Dangerous Angels, also known as the Weetzie Bat series, is a young adult fiction series by Francesca Lia Block. The book consists of seven novels: Weetzie Bat, Witch Baby, Cherokee Bat and the Goat Guys, Missing Angel Juan, Baby Be-Bop, Necklace of Kisses, and Pink Smog: Becoming Weetzie Bat. The books describe the lives of the main character, Weetzie Bat, and her friends and family members who all live in Los Angeles. The books include supernatural elements such as witches, genies, and ghosts and can be described as magical realism or mythpunk.

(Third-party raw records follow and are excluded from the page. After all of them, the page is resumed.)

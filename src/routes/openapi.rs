// OpenAPI 스키마 정의 (/api-docs/openapi.json 으로 제공)
use utoipa::OpenApi;
use crate::domains::auth::handlers::auth_handler;
use crate::domains::admin::handlers::admin_handler;
use crate::domains::wallet::handlers::wallet_handler;
use crate::domains::ledger::handlers::transaction_handler;
use crate::domains::dashboard::handlers::dashboard_handler;
use crate::domains::auth::models::*;
use crate::domains::admin::models::*;
use crate::domains::wallet::models::*;
use crate::domains::ledger::models::*;
use crate::domains::dashboard::models::*;
use crate::shared::utils::{AdminPage, TransactionPage, UserPage, WalletPage};

#[derive(OpenApi)]
#[openapi(
    paths(
        auth_handler::register,
        auth_handler::login,
        auth_handler::get_me,
        auth_handler::get_user,
        auth_handler::get_user_by_username,
        auth_handler::get_all_users,
        auth_handler::update_user,
        auth_handler::deactivate_user,
        auth_handler::change_password,
        auth_handler::delete_user,
        admin_handler::register,
        admin_handler::login,
        admin_handler::get_me,
        admin_handler::get_admin,
        admin_handler::get_admin_by_username,
        admin_handler::list_admins,
        admin_handler::search_admins,
        admin_handler::get_admins_by_role,
        admin_handler::update_admin,
        admin_handler::deactivate_admin,
        admin_handler::delete_admin,
        admin_handler::change_password,
        admin_handler::active_admin_count,
        admin_handler::recently_active_admin_count,
        wallet_handler::create_wallet,
        wallet_handler::get_user_wallets,
        wallet_handler::get_wallet,
        wallet_handler::get_wallet_by_address,
        wallet_handler::refresh_balance,
        wallet_handler::update_balance,
        wallet_handler::deactivate_wallet,
        transaction_handler::send_transaction,
        transaction_handler::process_incoming,
        transaction_handler::update_status,
        transaction_handler::get_wallet_transactions,
        transaction_handler::get_user_transactions,
        transaction_handler::get_transaction_by_hash,
        dashboard_handler::get_stats,
        dashboard_handler::list_users,
        dashboard_handler::search_users,
        dashboard_handler::toggle_user_status,
        dashboard_handler::list_wallets,
        dashboard_handler::search_wallets,
        dashboard_handler::toggle_wallet_status,
        dashboard_handler::refresh_wallet_balance,
        dashboard_handler::list_transactions,
        dashboard_handler::search_transactions,
        dashboard_handler::pending_transactions,
        dashboard_handler::users_registered,
        dashboard_handler::transactions_in_period,
        dashboard_handler::volume_in_period,
        dashboard_handler::create_sample_data
    ),
    components(schemas(
        RegisterUserRequest,
        LoginRequest,
        AuthResponse,
        UpdateUserRequest,
        ChangePasswordRequest,
        MessageResponse,
        UserResponse,
        AdminRole,
        RegisterAdminRequest,
        AdminAuthResponse,
        UpdateAdminRequest,
        AdminCountResponse,
        AdminResponse,
        Currency,
        CreateWalletRequest,
        UpdateBalanceRequest,
        WalletResponse,
        TransactionType,
        TransactionStatus,
        TransactionResponse,
        SendTransactionRequest,
        IncomingTransactionRequest,
        IncomingTransactionResponse,
        UpdateTransactionStatusRequest,
        SystemStats,
        PeriodCountResponse,
        VolumeResponse,
        UserPage,
        AdminPage,
        WalletPage,
        TransactionPage
    )),
    modifiers(
        &SecurityAddon
    ),
    tags(
        (name = "Users", description = "User accounts"),
        (name = "Admins", description = "Admin accounts"),
        (name = "Wallets", description = "Custodial wallets (BITCOIN, USDT_TRC20)"),
        (name = "Transactions", description = "Ledger: sends, incoming transfers, status updates"),
        (name = "Dashboard", description = "Admin dashboard statistics and management")
    ),
    info(
        title = "Crypto Wallet Admin API",
        description = "Custodial crypto wallet backend with an admin dashboard",
        version = "1.0.0"
    )
)]
pub struct ApiDoc;

// Security scheme 정의 (Bearer JWT)
struct SecurityAddon;

impl utoipa::Modify for SecurityAddon {
    fn modify(&self, openapi: &mut utoipa::openapi::OpenApi) {
        if let Some(components) = openapi.components.as_mut() {
            components.add_security_scheme(
                "BearerAuth",
                utoipa::openapi::security::SecurityScheme::Http(
                    utoipa::openapi::security::HttpBuilder::new()
                        .scheme(utoipa::openapi::security::HttpAuthScheme::Bearer)
                        .bearer_format("JWT")
                        .build(),
                ),
            )
        }
    }
}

The series title comes from the omnibus edition of the first five books, Dangerous Angels, first published in 1998. It was named after a quote from Weetzie Bat: "Love is a dangerous angel." [p. 11]  The omnibus was reissued in 2007 and again in 2010.

Plot summary
 Weetzie Bat (1989): Weetzie Bat meets her best friend Dirk, who identifies as gay, at school and together they have grand adventures around Los Angeles comforting each other when they get hurt on their quest to find their ducks or soul mates. Grandma Fifi gives Weetzie a genie lamp which gives her three wishes that are granted and their lives change forever with unforeseen ramifications.
 Witch Baby (1991): Witch Baby, a purple-eyed girl who lives with Weetzie Bat, My-Secret-Agent-Lover-Man, and the rest of the kin does not know where she belongs in the world. As she tires of tormenting her sister, Cherokee, Witch Baby happens to meet a boy Angel Juan who she instantly knows is her soul mate and through him realizes what a family should be. She goes on a quest to find her mother in hopes of finding out where she belongs, to find out that her mother does not care about her. In the end, she misses her family and realizes it is with them she belongs.
 Cherokee Bat and the Goat Guys (1992): The grown-ups in the family are off filming their new movie, leaving Cherokee to look after Witch Baby who has locked herself in the shed refusing to eat because she misses Angel Juan so desperately. To lure her out, Cherokee makes her a pair of wings, which transform Witch Baby. The girls decide to start a band with Angel Juan and Raphael, but when they go to perform they all freeze. Cherokee makes the rest of the band members magical items which makes them one of the hottest bands until they get caught up in the world of drugs, sex, and jealousy. Cherokee takes away the magical gifts after realizing what it has done to them, making them re-examine their choices.
 Missing Angel Juan (1993): Angel Juan left for New York City and Witch Baby is desperately missing him, and when he stops writing she knows something has happened to him. She goes in search of him staying at the apartment of Weetzie Bat’s deceased father, Charlie Bat, which happens to be haunted by him. Together the ghost of Charlie Bat and Witch Baby trace Angel Juan’s steps to a ‘man’ named Cake who she must rescue him from without getting herself captured as well.
 Baby Be-Bop (1995): A prequel to the other stories, it focuses on the journey of Dirk’s life before meeting Weetzie Bat. While living with Grandma Fifi in high school Dirk struggles with his sexuality and how to come out to Pup, his best friend and who he thinks is his soul mate. Though Pup feels the same he refuses to come out and starts dating a girl, leaving Dirk heartbroken. After being beaten up by a bunch of anti-gay people he crashes at home and starts dreaming of his ancestors, which helps him come to terms with who he is through their life stories.
Necklace of Kisses (2005): Disillusioned by adult life and passionless marriage, Weetzie Bat moves to LA's Pink Hotel to find herself. There, she meets a variety of supernatural characters and regains her passion for life.
Pink Smog (2012): This prequel novel describes Weetzie Bat's life as a pre-teen when she was still known as Louise Bat.

Major themes
The major theme throughout all of the stories making up Dangerous Angels is “tolerance through love.” 
Individual stories have more individualized themes etched within them. Cherokee Bat and the Goat Guys are about the importance of loved ones and the natural and spiritual worlds.
Witch Baby’s magical story is about the “danger of denying life's pain.” 
Weetzie Bat is a transcendent coming-of-age story. The strong theme of Missing Angel Juan Cart states best as, “love, in its infinite varieties, is both humankind's natural estate and heart-magic strong enough to redeem any loss.” 
In Baby Be-Bop the theme is finding love for oneself and is “a safety net of words for readers longing to feel at home with themselves.”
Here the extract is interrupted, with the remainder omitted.